*** Material for the task ***
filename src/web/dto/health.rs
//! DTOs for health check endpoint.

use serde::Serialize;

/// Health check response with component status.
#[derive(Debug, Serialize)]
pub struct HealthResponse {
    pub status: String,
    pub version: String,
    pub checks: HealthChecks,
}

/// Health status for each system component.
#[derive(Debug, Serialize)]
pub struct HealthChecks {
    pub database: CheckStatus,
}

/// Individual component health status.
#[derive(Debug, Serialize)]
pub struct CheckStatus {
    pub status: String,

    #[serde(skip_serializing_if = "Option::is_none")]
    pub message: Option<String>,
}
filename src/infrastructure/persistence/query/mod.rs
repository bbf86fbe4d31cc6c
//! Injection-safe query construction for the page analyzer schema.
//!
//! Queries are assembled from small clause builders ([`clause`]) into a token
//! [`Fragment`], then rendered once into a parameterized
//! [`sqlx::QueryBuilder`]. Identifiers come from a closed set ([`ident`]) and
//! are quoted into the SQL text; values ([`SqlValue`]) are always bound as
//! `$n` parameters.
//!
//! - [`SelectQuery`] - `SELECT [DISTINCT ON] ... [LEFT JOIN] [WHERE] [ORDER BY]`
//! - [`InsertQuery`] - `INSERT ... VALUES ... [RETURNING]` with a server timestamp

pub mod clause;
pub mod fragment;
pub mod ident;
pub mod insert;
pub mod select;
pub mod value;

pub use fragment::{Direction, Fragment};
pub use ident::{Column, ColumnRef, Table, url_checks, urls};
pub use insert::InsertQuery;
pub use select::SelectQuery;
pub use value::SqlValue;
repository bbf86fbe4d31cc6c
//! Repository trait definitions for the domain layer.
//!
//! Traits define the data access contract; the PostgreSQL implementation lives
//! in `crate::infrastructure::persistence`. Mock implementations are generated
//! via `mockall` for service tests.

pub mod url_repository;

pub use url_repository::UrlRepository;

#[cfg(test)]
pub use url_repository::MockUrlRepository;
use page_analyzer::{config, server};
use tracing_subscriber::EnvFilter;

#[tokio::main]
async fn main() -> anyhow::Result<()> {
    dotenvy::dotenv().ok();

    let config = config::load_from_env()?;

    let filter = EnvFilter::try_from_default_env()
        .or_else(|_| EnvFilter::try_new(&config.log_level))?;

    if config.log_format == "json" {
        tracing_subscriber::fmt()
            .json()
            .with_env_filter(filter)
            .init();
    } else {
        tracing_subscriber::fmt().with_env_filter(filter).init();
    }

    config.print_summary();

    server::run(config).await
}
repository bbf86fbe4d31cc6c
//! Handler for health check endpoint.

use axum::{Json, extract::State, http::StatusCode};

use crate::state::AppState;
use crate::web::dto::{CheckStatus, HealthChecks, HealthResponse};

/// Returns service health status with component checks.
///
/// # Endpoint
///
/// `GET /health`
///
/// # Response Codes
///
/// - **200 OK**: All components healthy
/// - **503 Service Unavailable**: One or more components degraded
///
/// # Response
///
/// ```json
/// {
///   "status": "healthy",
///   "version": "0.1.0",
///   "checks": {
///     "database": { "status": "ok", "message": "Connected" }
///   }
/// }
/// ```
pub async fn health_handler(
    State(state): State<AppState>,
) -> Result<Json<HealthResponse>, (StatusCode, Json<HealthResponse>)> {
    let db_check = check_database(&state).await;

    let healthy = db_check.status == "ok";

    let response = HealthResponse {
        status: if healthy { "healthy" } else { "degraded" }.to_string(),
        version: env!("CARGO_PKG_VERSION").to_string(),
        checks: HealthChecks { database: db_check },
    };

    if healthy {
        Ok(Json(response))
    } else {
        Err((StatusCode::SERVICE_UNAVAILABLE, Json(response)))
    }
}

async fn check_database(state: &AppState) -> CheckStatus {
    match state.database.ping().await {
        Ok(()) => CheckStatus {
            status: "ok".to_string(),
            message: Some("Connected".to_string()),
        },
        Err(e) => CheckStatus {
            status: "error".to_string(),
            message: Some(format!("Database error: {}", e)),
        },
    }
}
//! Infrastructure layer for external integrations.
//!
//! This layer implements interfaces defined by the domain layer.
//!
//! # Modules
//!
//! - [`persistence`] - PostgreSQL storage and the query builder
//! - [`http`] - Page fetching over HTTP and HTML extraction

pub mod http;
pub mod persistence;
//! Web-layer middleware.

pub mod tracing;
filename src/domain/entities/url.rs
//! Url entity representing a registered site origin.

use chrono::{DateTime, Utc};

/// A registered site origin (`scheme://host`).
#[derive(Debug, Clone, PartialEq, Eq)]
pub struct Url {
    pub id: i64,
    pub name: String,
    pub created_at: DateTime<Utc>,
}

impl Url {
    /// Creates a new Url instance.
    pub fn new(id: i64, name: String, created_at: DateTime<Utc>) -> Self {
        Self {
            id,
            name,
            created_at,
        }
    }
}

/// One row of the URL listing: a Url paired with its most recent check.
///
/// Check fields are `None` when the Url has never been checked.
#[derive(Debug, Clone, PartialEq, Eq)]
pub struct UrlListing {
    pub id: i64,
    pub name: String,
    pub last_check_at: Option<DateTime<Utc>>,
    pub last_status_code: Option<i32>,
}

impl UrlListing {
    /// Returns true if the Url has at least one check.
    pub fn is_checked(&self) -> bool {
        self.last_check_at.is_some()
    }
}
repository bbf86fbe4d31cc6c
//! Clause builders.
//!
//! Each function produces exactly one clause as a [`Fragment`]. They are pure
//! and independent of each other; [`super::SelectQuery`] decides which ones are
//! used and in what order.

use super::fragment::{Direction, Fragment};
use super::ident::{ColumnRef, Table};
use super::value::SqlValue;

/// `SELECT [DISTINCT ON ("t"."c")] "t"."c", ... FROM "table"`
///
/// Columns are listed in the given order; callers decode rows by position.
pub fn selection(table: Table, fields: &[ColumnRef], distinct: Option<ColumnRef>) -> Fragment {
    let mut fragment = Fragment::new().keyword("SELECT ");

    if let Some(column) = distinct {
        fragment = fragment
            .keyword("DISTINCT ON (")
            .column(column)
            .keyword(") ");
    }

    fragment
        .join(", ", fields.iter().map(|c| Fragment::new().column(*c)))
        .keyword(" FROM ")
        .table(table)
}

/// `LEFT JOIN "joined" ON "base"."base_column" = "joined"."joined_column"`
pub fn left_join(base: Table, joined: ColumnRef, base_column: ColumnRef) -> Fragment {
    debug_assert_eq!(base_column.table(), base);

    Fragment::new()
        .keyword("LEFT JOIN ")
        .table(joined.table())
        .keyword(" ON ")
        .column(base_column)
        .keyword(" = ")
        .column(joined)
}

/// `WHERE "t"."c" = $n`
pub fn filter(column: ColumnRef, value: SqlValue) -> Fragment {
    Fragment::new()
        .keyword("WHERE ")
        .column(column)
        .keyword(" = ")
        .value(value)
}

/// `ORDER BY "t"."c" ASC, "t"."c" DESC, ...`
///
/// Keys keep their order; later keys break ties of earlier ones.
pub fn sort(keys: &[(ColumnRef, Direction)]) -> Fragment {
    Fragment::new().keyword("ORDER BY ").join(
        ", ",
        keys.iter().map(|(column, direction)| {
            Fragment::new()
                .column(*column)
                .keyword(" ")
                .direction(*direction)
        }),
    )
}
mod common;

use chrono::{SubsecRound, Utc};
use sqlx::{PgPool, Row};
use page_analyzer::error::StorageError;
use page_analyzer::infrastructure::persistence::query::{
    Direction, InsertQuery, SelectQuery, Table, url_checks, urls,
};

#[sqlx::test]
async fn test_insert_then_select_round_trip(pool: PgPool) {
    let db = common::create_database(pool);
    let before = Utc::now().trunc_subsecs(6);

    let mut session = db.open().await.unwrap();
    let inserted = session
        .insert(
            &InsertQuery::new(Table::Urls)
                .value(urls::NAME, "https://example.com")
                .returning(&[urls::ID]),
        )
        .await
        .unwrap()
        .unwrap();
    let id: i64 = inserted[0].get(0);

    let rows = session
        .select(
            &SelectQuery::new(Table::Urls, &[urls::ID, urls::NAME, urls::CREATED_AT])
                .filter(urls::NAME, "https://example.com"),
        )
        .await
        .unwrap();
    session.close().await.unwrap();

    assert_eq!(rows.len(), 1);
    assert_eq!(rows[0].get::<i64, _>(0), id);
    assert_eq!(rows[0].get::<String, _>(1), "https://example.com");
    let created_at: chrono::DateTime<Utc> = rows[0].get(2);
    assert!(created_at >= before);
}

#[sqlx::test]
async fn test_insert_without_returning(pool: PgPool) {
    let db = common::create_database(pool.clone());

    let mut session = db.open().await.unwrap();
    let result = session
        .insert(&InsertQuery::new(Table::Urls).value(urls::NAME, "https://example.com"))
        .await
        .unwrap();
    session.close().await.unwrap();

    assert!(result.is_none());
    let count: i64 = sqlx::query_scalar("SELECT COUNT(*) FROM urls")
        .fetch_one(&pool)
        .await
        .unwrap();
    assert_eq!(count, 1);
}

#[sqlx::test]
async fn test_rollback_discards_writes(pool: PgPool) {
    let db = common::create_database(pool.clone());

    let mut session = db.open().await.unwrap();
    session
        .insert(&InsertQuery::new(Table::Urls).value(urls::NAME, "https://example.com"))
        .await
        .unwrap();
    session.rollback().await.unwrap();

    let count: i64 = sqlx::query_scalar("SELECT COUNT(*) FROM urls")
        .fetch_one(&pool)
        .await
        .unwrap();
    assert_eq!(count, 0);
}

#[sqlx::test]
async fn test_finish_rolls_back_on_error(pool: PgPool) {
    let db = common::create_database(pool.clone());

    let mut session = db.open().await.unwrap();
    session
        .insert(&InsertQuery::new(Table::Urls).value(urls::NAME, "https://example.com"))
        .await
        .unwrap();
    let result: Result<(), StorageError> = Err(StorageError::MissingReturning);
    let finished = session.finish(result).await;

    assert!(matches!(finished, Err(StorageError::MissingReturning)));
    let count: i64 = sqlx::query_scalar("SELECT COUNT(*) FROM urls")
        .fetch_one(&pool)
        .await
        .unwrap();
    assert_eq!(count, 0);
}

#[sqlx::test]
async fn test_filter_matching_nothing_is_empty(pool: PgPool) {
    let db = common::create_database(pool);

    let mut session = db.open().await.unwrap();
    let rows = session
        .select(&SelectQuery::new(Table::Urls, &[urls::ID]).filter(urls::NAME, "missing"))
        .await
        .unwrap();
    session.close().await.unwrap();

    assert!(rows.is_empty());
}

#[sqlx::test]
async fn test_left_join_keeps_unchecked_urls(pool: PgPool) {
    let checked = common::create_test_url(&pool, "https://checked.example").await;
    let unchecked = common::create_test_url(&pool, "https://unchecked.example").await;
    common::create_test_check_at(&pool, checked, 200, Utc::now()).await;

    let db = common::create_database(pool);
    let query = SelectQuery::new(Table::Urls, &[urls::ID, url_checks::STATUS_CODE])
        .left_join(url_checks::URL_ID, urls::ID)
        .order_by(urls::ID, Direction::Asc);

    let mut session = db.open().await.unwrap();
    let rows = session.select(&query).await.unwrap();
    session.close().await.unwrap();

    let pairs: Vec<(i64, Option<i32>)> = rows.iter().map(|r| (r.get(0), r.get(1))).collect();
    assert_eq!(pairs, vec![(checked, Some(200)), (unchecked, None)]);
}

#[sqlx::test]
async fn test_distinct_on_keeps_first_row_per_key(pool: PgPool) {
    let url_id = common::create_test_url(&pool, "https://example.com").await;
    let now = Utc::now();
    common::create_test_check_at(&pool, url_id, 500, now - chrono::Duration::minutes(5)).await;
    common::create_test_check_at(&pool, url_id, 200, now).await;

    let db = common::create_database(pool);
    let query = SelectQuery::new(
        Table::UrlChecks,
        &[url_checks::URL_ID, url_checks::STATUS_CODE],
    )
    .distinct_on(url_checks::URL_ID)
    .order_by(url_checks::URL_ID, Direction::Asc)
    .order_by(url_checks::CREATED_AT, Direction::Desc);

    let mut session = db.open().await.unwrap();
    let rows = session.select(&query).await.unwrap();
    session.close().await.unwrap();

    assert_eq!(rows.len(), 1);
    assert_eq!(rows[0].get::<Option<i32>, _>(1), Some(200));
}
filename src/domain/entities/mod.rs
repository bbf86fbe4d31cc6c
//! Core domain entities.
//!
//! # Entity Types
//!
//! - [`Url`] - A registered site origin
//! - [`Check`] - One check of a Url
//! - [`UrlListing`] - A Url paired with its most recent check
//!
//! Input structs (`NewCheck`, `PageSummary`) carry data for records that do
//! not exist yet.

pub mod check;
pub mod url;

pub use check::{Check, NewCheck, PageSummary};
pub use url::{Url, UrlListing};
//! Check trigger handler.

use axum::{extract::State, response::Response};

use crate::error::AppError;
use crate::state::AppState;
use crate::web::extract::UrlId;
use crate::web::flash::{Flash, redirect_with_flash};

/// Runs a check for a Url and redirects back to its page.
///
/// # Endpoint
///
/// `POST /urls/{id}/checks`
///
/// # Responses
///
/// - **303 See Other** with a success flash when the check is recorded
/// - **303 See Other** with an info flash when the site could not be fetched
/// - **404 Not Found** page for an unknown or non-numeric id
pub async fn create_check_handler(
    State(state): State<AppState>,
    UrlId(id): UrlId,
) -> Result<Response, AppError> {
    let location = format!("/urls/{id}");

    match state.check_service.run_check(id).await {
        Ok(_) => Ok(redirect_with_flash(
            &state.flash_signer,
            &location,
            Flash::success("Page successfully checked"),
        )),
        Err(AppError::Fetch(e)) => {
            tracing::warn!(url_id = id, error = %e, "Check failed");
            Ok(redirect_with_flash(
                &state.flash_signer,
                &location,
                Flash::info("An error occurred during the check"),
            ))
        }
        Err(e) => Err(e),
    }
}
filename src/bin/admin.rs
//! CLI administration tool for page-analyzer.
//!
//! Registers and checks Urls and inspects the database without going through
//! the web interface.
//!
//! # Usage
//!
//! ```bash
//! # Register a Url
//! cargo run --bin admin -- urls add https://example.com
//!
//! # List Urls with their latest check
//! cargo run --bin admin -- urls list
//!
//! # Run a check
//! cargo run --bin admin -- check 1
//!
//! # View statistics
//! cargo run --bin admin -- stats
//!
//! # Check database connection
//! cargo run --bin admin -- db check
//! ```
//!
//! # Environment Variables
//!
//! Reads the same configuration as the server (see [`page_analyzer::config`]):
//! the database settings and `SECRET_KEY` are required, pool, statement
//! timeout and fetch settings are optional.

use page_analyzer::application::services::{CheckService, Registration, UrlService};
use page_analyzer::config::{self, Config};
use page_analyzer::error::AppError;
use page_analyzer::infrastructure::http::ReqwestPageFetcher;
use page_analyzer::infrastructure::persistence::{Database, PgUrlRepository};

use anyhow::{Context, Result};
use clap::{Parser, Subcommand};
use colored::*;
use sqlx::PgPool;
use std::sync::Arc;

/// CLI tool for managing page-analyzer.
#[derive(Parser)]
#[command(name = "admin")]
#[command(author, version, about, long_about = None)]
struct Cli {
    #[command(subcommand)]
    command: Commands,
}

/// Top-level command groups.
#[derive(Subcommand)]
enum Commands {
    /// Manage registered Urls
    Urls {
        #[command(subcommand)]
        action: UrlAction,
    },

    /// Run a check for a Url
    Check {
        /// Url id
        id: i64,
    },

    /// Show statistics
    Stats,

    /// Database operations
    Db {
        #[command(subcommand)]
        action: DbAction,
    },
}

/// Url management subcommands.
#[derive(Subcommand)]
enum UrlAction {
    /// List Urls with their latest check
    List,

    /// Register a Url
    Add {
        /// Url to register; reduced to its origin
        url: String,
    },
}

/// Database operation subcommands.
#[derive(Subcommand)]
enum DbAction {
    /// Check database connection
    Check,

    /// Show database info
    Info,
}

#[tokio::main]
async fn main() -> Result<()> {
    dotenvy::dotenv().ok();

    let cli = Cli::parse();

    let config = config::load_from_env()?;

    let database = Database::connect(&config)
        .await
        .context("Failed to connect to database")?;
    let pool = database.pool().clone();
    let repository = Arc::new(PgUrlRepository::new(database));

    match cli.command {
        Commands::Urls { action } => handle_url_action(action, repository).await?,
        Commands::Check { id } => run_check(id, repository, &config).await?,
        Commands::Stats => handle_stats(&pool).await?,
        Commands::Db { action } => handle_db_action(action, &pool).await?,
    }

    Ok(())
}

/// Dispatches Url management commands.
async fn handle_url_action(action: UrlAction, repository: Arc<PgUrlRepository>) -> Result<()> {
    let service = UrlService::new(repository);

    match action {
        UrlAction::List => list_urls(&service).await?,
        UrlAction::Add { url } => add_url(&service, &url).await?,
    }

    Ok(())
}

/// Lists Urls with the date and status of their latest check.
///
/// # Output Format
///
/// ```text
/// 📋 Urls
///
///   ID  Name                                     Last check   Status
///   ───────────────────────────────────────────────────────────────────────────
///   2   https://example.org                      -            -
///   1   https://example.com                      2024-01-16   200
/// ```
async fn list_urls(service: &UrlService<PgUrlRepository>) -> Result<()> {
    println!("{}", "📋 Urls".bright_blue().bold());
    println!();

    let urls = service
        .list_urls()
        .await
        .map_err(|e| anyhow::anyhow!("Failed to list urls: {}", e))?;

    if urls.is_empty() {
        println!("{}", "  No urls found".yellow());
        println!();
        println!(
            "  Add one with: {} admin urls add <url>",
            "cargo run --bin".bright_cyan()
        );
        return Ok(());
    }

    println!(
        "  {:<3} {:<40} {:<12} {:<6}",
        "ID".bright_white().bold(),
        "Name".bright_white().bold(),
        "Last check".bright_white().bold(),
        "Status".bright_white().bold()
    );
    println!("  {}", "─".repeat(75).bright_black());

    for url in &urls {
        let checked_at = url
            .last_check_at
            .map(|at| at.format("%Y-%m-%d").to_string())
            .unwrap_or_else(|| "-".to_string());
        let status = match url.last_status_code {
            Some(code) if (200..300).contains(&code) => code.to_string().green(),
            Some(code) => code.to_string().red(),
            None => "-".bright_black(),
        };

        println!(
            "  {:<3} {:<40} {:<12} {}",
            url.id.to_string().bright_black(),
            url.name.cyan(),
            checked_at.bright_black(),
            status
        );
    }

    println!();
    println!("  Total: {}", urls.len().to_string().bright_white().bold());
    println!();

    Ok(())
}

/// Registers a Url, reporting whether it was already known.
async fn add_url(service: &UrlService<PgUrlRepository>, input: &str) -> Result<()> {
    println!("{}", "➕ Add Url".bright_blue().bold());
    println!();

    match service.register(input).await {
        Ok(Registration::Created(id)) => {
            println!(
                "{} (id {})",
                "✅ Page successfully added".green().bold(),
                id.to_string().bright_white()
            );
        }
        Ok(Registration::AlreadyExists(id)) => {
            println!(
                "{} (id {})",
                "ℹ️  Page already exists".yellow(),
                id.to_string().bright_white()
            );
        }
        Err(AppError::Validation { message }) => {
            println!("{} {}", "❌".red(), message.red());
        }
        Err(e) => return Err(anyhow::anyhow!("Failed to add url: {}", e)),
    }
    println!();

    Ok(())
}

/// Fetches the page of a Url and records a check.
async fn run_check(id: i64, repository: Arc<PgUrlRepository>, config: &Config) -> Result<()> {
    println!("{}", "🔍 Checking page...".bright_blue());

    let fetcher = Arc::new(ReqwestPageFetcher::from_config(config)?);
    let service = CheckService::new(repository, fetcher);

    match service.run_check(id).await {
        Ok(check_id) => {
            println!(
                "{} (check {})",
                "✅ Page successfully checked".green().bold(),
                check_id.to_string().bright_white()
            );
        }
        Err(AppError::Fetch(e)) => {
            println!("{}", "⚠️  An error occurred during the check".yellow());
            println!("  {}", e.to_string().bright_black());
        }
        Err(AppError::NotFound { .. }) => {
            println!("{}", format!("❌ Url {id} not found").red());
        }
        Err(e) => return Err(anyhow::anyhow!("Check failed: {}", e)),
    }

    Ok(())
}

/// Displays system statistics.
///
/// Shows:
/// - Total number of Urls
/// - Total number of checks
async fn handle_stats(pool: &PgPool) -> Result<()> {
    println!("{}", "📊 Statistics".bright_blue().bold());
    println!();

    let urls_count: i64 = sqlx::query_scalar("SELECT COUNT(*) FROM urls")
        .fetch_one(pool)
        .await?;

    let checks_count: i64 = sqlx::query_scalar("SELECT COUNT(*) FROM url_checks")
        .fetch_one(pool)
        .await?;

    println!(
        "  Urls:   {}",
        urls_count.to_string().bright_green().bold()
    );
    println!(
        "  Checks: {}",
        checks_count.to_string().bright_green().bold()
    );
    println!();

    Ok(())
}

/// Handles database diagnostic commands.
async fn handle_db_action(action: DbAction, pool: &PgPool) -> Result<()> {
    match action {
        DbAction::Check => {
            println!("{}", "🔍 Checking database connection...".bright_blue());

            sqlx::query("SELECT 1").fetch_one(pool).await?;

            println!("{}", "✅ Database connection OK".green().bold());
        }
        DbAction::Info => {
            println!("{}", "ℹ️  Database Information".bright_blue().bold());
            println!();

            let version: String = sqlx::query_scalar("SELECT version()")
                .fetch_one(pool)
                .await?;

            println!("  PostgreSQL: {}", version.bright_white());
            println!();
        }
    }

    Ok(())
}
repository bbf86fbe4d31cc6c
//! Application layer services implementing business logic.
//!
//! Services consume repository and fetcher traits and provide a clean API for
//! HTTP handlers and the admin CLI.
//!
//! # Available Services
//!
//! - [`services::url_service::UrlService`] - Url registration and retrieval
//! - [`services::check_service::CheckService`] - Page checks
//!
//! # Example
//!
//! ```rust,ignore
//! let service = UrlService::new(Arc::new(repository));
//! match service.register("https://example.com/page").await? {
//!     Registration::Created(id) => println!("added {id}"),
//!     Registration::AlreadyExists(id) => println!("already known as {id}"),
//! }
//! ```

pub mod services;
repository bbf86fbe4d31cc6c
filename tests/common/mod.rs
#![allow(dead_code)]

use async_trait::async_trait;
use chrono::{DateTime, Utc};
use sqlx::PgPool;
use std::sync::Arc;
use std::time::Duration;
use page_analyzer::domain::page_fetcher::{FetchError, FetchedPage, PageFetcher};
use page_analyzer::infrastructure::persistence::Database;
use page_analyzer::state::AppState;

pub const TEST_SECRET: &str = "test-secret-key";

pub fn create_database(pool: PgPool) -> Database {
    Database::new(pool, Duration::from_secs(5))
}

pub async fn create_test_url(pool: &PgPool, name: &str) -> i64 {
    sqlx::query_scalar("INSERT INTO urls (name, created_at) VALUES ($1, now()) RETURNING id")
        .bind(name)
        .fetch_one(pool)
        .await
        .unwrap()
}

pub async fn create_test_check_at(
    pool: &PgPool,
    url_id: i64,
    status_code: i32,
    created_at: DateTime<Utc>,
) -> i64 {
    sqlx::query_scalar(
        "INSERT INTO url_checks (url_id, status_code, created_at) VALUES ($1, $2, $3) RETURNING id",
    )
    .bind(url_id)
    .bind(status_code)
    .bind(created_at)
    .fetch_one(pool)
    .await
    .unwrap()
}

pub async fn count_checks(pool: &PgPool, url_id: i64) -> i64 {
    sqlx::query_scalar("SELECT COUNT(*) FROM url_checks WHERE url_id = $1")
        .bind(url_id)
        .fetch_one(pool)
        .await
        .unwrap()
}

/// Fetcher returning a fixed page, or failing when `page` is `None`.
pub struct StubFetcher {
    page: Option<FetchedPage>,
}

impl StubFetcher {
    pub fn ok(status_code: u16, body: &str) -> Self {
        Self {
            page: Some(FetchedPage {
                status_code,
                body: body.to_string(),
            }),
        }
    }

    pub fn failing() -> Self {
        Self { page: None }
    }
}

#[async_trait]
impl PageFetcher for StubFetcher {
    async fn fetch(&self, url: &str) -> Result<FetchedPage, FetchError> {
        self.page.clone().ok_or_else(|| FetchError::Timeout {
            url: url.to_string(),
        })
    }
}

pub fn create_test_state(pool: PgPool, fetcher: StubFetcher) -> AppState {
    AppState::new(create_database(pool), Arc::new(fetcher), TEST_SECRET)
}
*** End of Material for the task ***
Your objective -
No line before the one containing "pub fn ok(status_code: u16, body: &str)" should be copied; restate that line and all the rest through the end of the data above word for word.

Result of the exercise -
    pub fn ok(status_code: u16, body: &str) -> Self {
        Self {
            page: Some(FetchedPage {
                status_code,
                body: body.to_string(),
            }),
        }
    }

    pub fn failing() -> Self {
        Self { page: None }
    }
}

#[async_trait]
impl PageFetcher for StubFetcher {
    async fn fetch(&self, url: &str) -> Result<FetchedPage, FetchError> {
        self.page.clone().ok_or_else(|| FetchError::Timeout {
            url: url.to_string(),
        })
    }
}

pub fn create_test_state(pool: PgPool, fetcher: StubFetcher) -> AppState {
    AppState::new(create_database(pool), Arc::new(fetcher), TEST_SECRET)
}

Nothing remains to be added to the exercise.